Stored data
◆ ◆ ◆

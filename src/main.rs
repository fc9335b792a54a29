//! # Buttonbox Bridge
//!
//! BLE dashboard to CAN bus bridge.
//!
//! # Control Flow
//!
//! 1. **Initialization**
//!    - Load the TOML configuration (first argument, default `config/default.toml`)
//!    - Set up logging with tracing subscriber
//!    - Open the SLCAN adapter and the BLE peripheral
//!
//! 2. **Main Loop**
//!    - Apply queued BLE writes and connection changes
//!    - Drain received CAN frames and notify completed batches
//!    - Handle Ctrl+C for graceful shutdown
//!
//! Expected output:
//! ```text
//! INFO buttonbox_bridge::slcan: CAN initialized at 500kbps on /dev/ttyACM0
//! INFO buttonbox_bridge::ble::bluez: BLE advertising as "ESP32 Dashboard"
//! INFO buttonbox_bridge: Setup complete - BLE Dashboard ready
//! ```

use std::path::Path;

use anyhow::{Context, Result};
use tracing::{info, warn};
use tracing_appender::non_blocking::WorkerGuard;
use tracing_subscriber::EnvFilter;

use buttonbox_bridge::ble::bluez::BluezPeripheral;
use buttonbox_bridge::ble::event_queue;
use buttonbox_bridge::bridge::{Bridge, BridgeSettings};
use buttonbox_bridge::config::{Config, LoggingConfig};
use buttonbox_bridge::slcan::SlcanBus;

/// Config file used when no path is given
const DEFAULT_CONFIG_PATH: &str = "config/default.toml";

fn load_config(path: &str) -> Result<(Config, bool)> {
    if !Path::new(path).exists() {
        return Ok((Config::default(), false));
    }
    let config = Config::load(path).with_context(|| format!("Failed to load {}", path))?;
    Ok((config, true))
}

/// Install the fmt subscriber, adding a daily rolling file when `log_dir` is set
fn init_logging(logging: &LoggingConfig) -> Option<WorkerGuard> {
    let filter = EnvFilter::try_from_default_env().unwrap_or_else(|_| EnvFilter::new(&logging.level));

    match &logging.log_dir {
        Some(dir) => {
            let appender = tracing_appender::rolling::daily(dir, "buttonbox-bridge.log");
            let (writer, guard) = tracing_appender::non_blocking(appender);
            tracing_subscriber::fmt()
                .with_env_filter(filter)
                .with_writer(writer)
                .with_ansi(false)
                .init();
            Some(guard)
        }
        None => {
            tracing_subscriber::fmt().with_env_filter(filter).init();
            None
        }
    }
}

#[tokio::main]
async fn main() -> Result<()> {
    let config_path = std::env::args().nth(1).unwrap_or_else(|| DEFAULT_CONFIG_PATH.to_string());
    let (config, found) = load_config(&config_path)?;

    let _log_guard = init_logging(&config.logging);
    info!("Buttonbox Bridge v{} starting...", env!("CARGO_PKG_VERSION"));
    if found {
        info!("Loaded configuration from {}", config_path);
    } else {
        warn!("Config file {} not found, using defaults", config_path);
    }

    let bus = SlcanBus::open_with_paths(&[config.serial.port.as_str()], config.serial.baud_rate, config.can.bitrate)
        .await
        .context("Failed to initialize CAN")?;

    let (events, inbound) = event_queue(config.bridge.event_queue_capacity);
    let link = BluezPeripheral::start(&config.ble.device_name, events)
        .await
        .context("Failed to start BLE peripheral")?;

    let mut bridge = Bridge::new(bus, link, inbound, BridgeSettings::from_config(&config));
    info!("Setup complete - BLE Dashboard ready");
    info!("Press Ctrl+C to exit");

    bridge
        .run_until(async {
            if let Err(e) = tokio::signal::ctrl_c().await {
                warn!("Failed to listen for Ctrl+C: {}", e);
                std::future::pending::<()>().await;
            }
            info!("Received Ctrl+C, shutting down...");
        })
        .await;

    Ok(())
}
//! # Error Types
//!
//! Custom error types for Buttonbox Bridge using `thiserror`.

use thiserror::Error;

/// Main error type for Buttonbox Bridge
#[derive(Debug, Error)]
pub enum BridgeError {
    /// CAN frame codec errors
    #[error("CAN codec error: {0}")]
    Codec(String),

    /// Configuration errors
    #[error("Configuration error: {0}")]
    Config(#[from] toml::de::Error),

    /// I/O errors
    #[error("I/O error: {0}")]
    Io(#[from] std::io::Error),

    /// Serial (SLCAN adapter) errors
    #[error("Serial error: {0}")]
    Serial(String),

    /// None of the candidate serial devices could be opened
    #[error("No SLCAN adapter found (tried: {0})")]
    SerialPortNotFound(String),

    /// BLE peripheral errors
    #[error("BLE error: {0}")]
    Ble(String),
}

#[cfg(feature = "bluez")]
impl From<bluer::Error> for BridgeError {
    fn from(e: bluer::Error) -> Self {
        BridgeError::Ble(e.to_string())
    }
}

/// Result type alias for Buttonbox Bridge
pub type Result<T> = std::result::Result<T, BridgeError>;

◆ ◆ ◆

● **EXERCISE AIM**
Your answer should consist of the lines above that hold the word "EnvFilter".

● **EXERCISE SOLUTION**
use tracing_subscriber::EnvFilter;
    let filter = EnvFilter::try_from_default_env().unwrap_or_else(|_| EnvFilter::new(&logging.level));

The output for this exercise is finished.